§ TASK INSTRUCTIONS
A verbatim reproduction of every entry is the expected answer.

(Collected data)
>>>

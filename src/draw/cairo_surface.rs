//! Cairo-backed raster surface.

use super::color::Color;
use super::point::Position;
use super::surface::{DrawSurface, Segment};
use std::fs::File;
use std::path::Path;
use thiserror::Error;

/// Failures of the raster collaborator (the core itself never fails).
#[derive(Debug, Error)]
pub enum SurfaceError {
    #[error("invalid surface size {width}x{height}")]
    InvalidSize { width: i32, height: i32 },

    #[error("failed to create cairo surface: {0}")]
    Cairo(#[from] cairo::Error),

    #[error("failed to encode PNG: {0}")]
    Png(#[from] cairo::IoError),

    #[error("failed to open output file: {0}")]
    Io(#[from] std::io::Error),
}

/// ARGB32 image surface sized in physical pixels.
pub struct CairoSurface {
    surface: cairo::ImageSurface,
    ctx: cairo::Context,
    background: Color,
}

impl CairoSurface {
    /// Creates a pixel buffer of `width`x`height` physical pixels, cleared to
    /// `background`.
    pub fn new(width: i32, height: i32, background: Color) -> Result<Self, SurfaceError> {
        if width <= 0 || height <= 0 {
            return Err(SurfaceError::InvalidSize { width, height });
        }
        let surface = cairo::ImageSurface::create(cairo::Format::ARgb32, width, height)?;
        let ctx = cairo::Context::new(&surface)?;
        ctx.set_line_cap(cairo::LineCap::Round);
        ctx.set_line_join(cairo::LineJoin::Round);

        let mut this = Self {
            surface,
            ctx,
            background,
        };
        this.clear();
        Ok(this)
    }

    pub fn width(&self) -> i32 {
        self.surface.width()
    }

    pub fn height(&self) -> i32 {
        self.surface.height()
    }

    /// Encodes the current pixels as PNG at `path`.
    pub fn write_png(&self, path: &Path) -> Result<(), SurfaceError> {
        self.surface.flush();
        let mut file = File::create(path)?;
        self.surface.write_to_png(&mut file)?;
        Ok(())
    }

    /// Releases the drawing context and hands back the pixel buffer.
    pub fn into_image_surface(self) -> cairo::ImageSurface {
        let Self { surface, ctx, .. } = self;
        drop(ctx);
        surface.flush();
        surface
    }
}

impl DrawSurface for CairoSurface {
    fn clear(&mut self) {
        let bg = self.background;
        let _ = self.ctx.save();
        self.ctx.set_operator(cairo::Operator::Source);
        self.ctx.set_source_rgba(bg.r, bg.g, bg.b, bg.a);
        let _ = self.ctx.paint(); // a failed paint leaves the old pixels
        let _ = self.ctx.restore();
    }

    fn stroke_segment(&mut self, segment: &Segment, color: Color) {
        self.ctx.set_source_rgba(color.r, color.g, color.b, color.a);
        self.ctx.set_line_width(segment.width());

        match *segment {
            Segment::Line { from, to, .. } => {
                self.ctx.move_to(from.x, from.y);
                self.ctx.line_to(to.x, to.y);
            }
            Segment::Quadratic {
                from, control, to, ..
            } => {
                let (c1, c2) = quadratic_to_cubic(from, control, to);
                self.ctx.move_to(from.x, from.y);
                self.ctx.curve_to(c1.x, c1.y, c2.x, c2.y, to.x, to.y);
            }
        }

        let _ = self.ctx.stroke();
    }
}

/// Cubic control points describing the same curve as a quadratic.
fn quadratic_to_cubic(from: Position, control: Position, to: Position) -> (Position, Position) {
    const TWO_THIRDS: f64 = 2.0 / 3.0;
    let c1 = Position::new(
        from.x + TWO_THIRDS * (control.x - from.x),
        from.y + TWO_THIRDS * (control.y - from.y),
    );
    let c2 = Position::new(
        to.x + TWO_THIRDS * (control.x - to.x),
        to.y + TWO_THIRDS * (control.y - to.y),
    );
    (c1, c2)
}

#[cfg(test)]
mod tests {
    use super::*;

    #[test]
    fn degenerate_quadratic_stays_on_line() {
        let (c1, c2) = quadratic_to_cubic(
            Position::new(0.0, 0.0),
            Position::new(3.0, 0.0),
            Position::new(6.0, 0.0),
        );
        assert_eq!(c1, Position::new(2.0, 0.0));
        assert_eq!(c2, Position::new(4.0, 0.0));
    }

    #[test]
    fn rejects_empty_size() {
        assert!(matches!(
            CairoSurface::new(0, 10, Color::default()),
            Err(SurfaceError::InvalidSize { .. })
        ));
    }
}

<<<

§ SOLVED EXERCISE
filename src/draw/cairo_surface.rs
//! Cairo-backed raster surface.

use super::color::Color;
use super::point::Position;
use super::surface::{DrawSurface, Segment};
use std::fs::File;
use std::path::Path;
use thiserror::Error;

/// Failures of the raster collaborator (the core itself never fails).
#[derive(Debug, Error)]
pub enum SurfaceError {
    #[error("invalid surface size {width}x{height}")]
    InvalidSize { width: i32, height: i32 },

    #[error("failed to create cairo surface: {0}")]
    Cairo(#[from] cairo::Error),

    #[error("failed to encode PNG: {0}")]
    Png(#[from] cairo::IoError),

    #[error("failed to open output file: {0}")]
    Io(#[from] std::io::Error),
}

/// ARGB32 image surface sized in physical pixels.
pub struct CairoSurface {
    surface: cairo::ImageSurface,
    ctx: cairo::Context,
    background: Color,
}

impl CairoSurface {
    /// Creates a pixel buffer of `width`x`height` physical pixels, cleared to
    /// `background`.
    pub fn new(width: i32, height: i32, background: Color) -> Result<Self, SurfaceError> {
        if width <= 0 || height <= 0 {
            return Err(SurfaceError::InvalidSize { width, height });
        }
        let surface = cairo::ImageSurface::create(cairo::Format::ARgb32, width, height)?;
        let ctx = cairo::Context::new(&surface)?;
        ctx.set_line_cap(cairo::LineCap::Round);
        ctx.set_line_join(cairo::LineJoin::Round);

        let mut this = Self {
            surface,
            ctx,
            background,
        };
        this.clear();
        Ok(this)
    }

    pub fn width(&self) -> i32 {
        self.surface.width()
    }

    pub fn height(&self) -> i32 {
        self.surface.height()
    }

    /// Encodes the current pixels as PNG at `path`.
    pub fn write_png(&self, path: &Path) -> Result<(), SurfaceError> {
        self.surface.flush();
        let mut file = File::create(path)?;
        self.surface.write_to_png(&mut file)?;
        Ok(())
    }

    /// Releases the drawing context and hands back the pixel buffer.
    pub fn into_image_surface(self) -> cairo::ImageSurface {
        let Self { surface, ctx, .. } = self;
        drop(ctx);
        surface.flush();
        surface
    }
}

impl DrawSurface for CairoSurface {
    fn clear(&mut self) {
        let bg = self.background;
        let _ = self.ctx.save();
        self.ctx.set_operator(cairo::Operator::Source);
        self.ctx.set_source_rgba(bg.r, bg.g, bg.b, bg.a);
        let _ = self.ctx.paint(); // a failed paint leaves the old pixels
        let _ = self.ctx.restore();
    }

    fn stroke_segment(&mut self, segment: &Segment, color: Color) {
        self.ctx.set_source_rgba(color.r, color.g, color.b, color.a);
        self.ctx.set_line_width(segment.width());

        match *segment {
            Segment::Line { from, to, .. } => {
                self.ctx.move_to(from.x, from.y);
                self.ctx.line_to(to.x, to.y);
            }
            Segment::Quadratic {
                from, control, to, ..
            } => {
                let (c1, c2) = quadratic_to_cubic(from, control, to);
                self.ctx.move_to(from.x, from.y);
                self.ctx.curve_to(c1.x, c1.y, c2.x, c2.y, to.x, to.y);
            }
        }

        let _ = self.ctx.stroke();
    }
}

/// Cubic control points describing the same curve as a quadratic.
fn quadratic_to_cubic(from: Position, control: Position, to: Position) -> (Position, Position) {
    const TWO_THIRDS: f64 = 2.0 / 3.0;
    let c1 = Position::new(
        from.x + TWO_THIRDS * (control.x - from.x),
        from.y + TWO_THIRDS * (control.y - from.y),
    );
    let c2 = Position::new(
        to.x + TWO_THIRDS * (control.x - to.x),
        to.y + TWO_THIRDS * (control.y - to.y),
    );
    (c1, c2)
}

#[cfg(test)]
mod tests {
    use super::*;

    #[test]
    fn degenerate_quadratic_stays_on_line() {
        let (c1, c2) = quadratic_to_cubic(
            Position::new(0.0, 0.0),
            Position::new(3.0, 0.0),
            Position::new(6.0, 0.0),
        );
        assert_eq!(c1, Position::new(2.0, 0.0));
        assert_eq!(c2, Position::new(4.0, 0.0));
    }

    #[test]
    fn rejects_empty_size() {
        assert!(matches!(
            CairoSurface::new(0, 10, Color::default()),
            Err(SurfaceError::InvalidSize { .. })
        ));
    }
}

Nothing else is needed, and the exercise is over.